About this task: Could you filter the records below and return each line that holds "Subscription"?

Dataset entries
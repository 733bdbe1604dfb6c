//! Debounce controller collapsing bursts of calls into one invocation.

use std::{
    cell::{Cell, RefCell},
    fmt,
    rc::Rc,
    time::Duration,
};

use crate::{Scheduler, Subscription};

/// Default quiet window used by the debounce hook.
pub const DEFAULT_DEBOUNCE_DELAY: Duration = Duration::from_millis(300);

#[derive(Debug, Clone, Copy, PartialEq, Eq, Default)]
/// Which edge of a burst invokes the callback.
pub enum DebounceMode {
    /// Invoke once after the burst, with the arguments of the last call.
    #[default]
    Trailing,
    /// Invoke on the first call of a burst and swallow the rest.
    Leading,
}

impl DebounceMode {
    /// Maps the `immediate` flag of the hook API to a mode.
    pub const fn from_immediate(immediate: bool) -> Self {
        if immediate {
            Self::Leading
        } else {
            Self::Trailing
        }
    }
}

struct DebounceInner<A> {
    scheduler: Rc<dyn Scheduler>,
    callback: RefCell<Rc<dyn Fn(A)>>,
    delay: Duration,
    mode: DebounceMode,
    pending: RefCell<Option<Subscription>>,
    disposed: Cell<bool>,
}

impl<A> DebounceInner<A> {
    fn current_callback(&self) -> Rc<dyn Fn(A)> {
        self.callback.borrow().clone()
    }
}

/// Debounced wrapper around a callback, sharing one timer slot across clones.
///
/// Only one invocation is ever pending. In [`DebounceMode::Trailing`] each call replaces the
/// pending one; in [`DebounceMode::Leading`] the first call of a quiet period runs
/// synchronously and later calls inside the window are dropped while still extending it.
pub struct Debouncer<A: 'static> {
    inner: Rc<DebounceInner<A>>,
}

impl<A: 'static> Debouncer<A> {
    /// Creates a debouncer that schedules its quiet window on `scheduler`.
    pub fn new(
        scheduler: Rc<dyn Scheduler>,
        callback: impl Fn(A) + 'static,
        delay: Duration,
        mode: DebounceMode,
    ) -> Self {
        Self {
            inner: Rc::new(DebounceInner {
                scheduler,
                callback: RefCell::new(Rc::new(callback)),
                delay,
                mode,
                pending: RefCell::new(None),
                disposed: Cell::new(false),
            }),
        }
    }

    /// Returns the quiet window length.
    pub fn delay(&self) -> Duration {
        self.inner.delay
    }

    /// Returns the configured edge.
    pub fn mode(&self) -> DebounceMode {
        self.inner.mode
    }

    /// Returns whether a quiet window is currently open.
    pub fn is_pending(&self) -> bool {
        self.inner.pending.borrow().is_some()
    }

    /// Replaces the callback; pending invocations use the new one.
    pub fn set_callback(&self, callback: impl Fn(A) + 'static) {
        *self.inner.callback.borrow_mut() = Rc::new(callback);
    }

    /// Feeds one call into the debouncer.
    pub fn call(&self, args: A) {
        let inner = &self.inner;
        if inner.disposed.get() {
            return;
        }

        let previous = inner.pending.borrow_mut().take();
        let call_now = inner.mode == DebounceMode::Leading && previous.is_none();
        drop(previous);

        let (deferred, immediate) = match inner.mode {
            DebounceMode::Trailing => (Some(args), None),
            DebounceMode::Leading if call_now => (None, Some(args)),
            DebounceMode::Leading => (None, None),
        };

        let weak = Rc::downgrade(inner);
        let scheduled = inner.scheduler.set_timeout(
            inner.delay,
            Box::new(move || {
                let Some(inner) = weak.upgrade() else {
                    return;
                };
                if let Some(fired) = inner.pending.borrow_mut().take() {
                    fired.release();
                }
                if let Some(args) = deferred {
                    let callback = inner.current_callback();
                    callback(args);
                }
            }),
        );
        *inner.pending.borrow_mut() = scheduled.ok();

        if let Some(args) = immediate {
            let callback = inner.current_callback();
            callback(args);
        }
    }

    /// Cancels any pending invocation and ignores every later call. Safe to repeat.
    pub fn dispose(&self) {
        self.inner.disposed.set(true);
        let pending = self.inner.pending.borrow_mut().take();
        drop(pending);
    }

    /// Returns whether [`Debouncer::dispose`] has run.
    pub fn is_disposed(&self) -> bool {
        self.inner.disposed.get()
    }
}

impl<A: 'static> Clone for Debouncer<A> {
    fn clone(&self) -> Self {
        Self {
            inner: self.inner.clone(),
        }
    }
}

impl<A: 'static> fmt::Debug for Debouncer<A> {
    fn fmt(&self, f: &mut fmt::Formatter<'_>) -> fmt::Result {
        f.debug_struct("Debouncer")
            .field("delay", &self.inner.delay)
            .field("mode", &self.inner.mode)
            .field("pending", &self.is_pending())
            .field("disposed", &self.is_disposed())
            .finish()
    }
}

#[cfg(test)]
mod tests {
    use pretty_assertions::assert_eq;

    use super::*;
    use crate::ManualScheduler;

    type Calls = Rc<RefCell<Vec<(Duration, &'static str)>>>;

    fn debouncer(mode: DebounceMode, delay_ms: u64) -> (ManualScheduler, Calls, Debouncer<&'static str>) {
        let scheduler = ManualScheduler::default();
        let calls: Calls = Rc::default();
        let sink = calls.clone();
        let clock = scheduler.clone();
        let debounced = Debouncer::new(
            Rc::new(scheduler.clone()),
            move |value: &'static str| sink.borrow_mut().push((clock.now(), value)),
            Duration::from_millis(delay_ms),
            mode,
        );
        (scheduler, calls, debounced)
    }

    #[test]
    fn trailing_invokes_once_with_latest_arguments_after_quiet_window() {
        let (scheduler, calls, debounced) = debouncer(DebounceMode::Trailing, 100);

        debounced.call("first");
        scheduler.advance(Duration::from_millis(40));
        debounced.call("second");
        scheduler.advance(Duration::from_millis(99));
        assert!(calls.borrow().is_empty());

        scheduler.advance(Duration::from_millis(1));
        assert_eq!(*calls.borrow(), vec![(Duration::from_millis(140), "second")]);

        scheduler.advance(Duration::from_secs(1));
        assert_eq!(calls.borrow().len(), 1);
        assert!(!debounced.is_pending());
    }

    #[test]
    fn trailing_zero_delay_defers_one_tick() {
        let (scheduler, calls, debounced) = debouncer(DebounceMode::Trailing, 0);

        debounced.call("now");
        assert!(calls.borrow().is_empty());
        scheduler.advance(Duration::ZERO);
        assert_eq!(*calls.borrow(), vec![(Duration::ZERO, "now")]);
    }

    #[test]
    fn leading_invokes_synchronously_and_swallows_calls_inside_window() {
        let (scheduler, calls, debounced) = debouncer(DebounceMode::Leading, 100);

        debounced.call("first");
        assert_eq!(*calls.borrow(), vec![(Duration::ZERO, "first")]);

        scheduler.advance(Duration::from_millis(50));
        debounced.call("swallowed");
        scheduler.advance(Duration::from_millis(500));
        assert_eq!(calls.borrow().len(), 1);

        debounced.call("rearmed");
        assert_eq!(
            *calls.borrow(),
            vec![
                (Duration::ZERO, "first"),
                (Duration::from_millis(550), "rearmed")
            ]
        );
    }

    #[test]
    fn leading_window_is_extended_by_swallowed_calls() {
        let (scheduler, calls, debounced) = debouncer(DebounceMode::Leading, 100);

        debounced.call("first");
        scheduler.advance(Duration::from_millis(80));
        debounced.call("swallowed");
        scheduler.advance(Duration::from_millis(80));
        debounced.call("still swallowed");
        assert_eq!(calls.borrow().len(), 1);
    }

    #[test]
    fn replaced_callback_is_used_for_pending_invocation() {
        let (scheduler, calls, debounced) = debouncer(DebounceMode::Trailing, 10);
        let replacement: Rc<RefCell<Vec<&'static str>>> = Rc::default();
        let sink = replacement.clone();

        debounced.call("value");
        debounced.set_callback(move |value: &'static str| sink.borrow_mut().push(value));
        scheduler.advance(Duration::from_millis(10));

        assert!(calls.borrow().is_empty());
        assert_eq!(*replacement.borrow(), vec!["value"]);
    }

    #[test]
    fn dispose_cancels_pending_call_and_is_idempotent() {
        let (scheduler, calls, debounced) = debouncer(DebounceMode::Trailing, 10);

        debounced.call("pending");
        debounced.dispose();
        debounced.dispose();
        debounced.call("ignored");
        scheduler.advance(Duration::from_secs(1));

        assert!(calls.borrow().is_empty());
        assert_eq!(scheduler.pending_timers(), 0);
        assert!(debounced.is_disposed());
    }

    #[test]
    fn clones_share_one_timer_slot() {
        let (scheduler, calls, debounced) = debouncer(DebounceMode::Trailing, 10);
        let other = debounced.clone();

        debounced.call("a");
        other.call("b");
        assert_eq!(scheduler.pending_timers(), 1);
        scheduler.advance(Duration::from_millis(10));
        assert_eq!(*calls.borrow(), vec![(Duration::from_millis(10), "b")]);
    }

    #[test]
    fn callback_may_reenter_the_debouncer() {
        let scheduler = ManualScheduler::default();
        let count = Rc::new(Cell::new(0_u32));
        let debounced: Debouncer<u32> = Debouncer::new(
            Rc::new(scheduler.clone()),
            |_: u32| {},
            Duration::from_millis(5),
            DebounceMode::Leading,
        );
        let handle = debounced.clone();
        let sink = count.clone();
        debounced.set_callback(move |value: u32| {
            sink.set(sink.get() + 1);
            if value > 0 {
                handle.call(value - 1);
            }
        });

        debounced.call(3);
        assert_eq!(count.get(), 1);
        assert!(debounced.is_pending());
        debounced.dispose();
    }

    #[test]
    fn dropping_every_handle_cancels_the_timer() {
        let (scheduler, calls, debounced) = debouncer(DebounceMode::Trailing, 10);
        debounced.call("orphaned");
        drop(debounced);
        scheduler.advance(Duration::from_millis(10));
        assert!(calls.borrow().is_empty());
        assert_eq!(scheduler.pending_timers(), 0);
    }
}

Exercise answer:
use crate::{Scheduler, Subscription};
    pending: RefCell<Option<Subscription>>,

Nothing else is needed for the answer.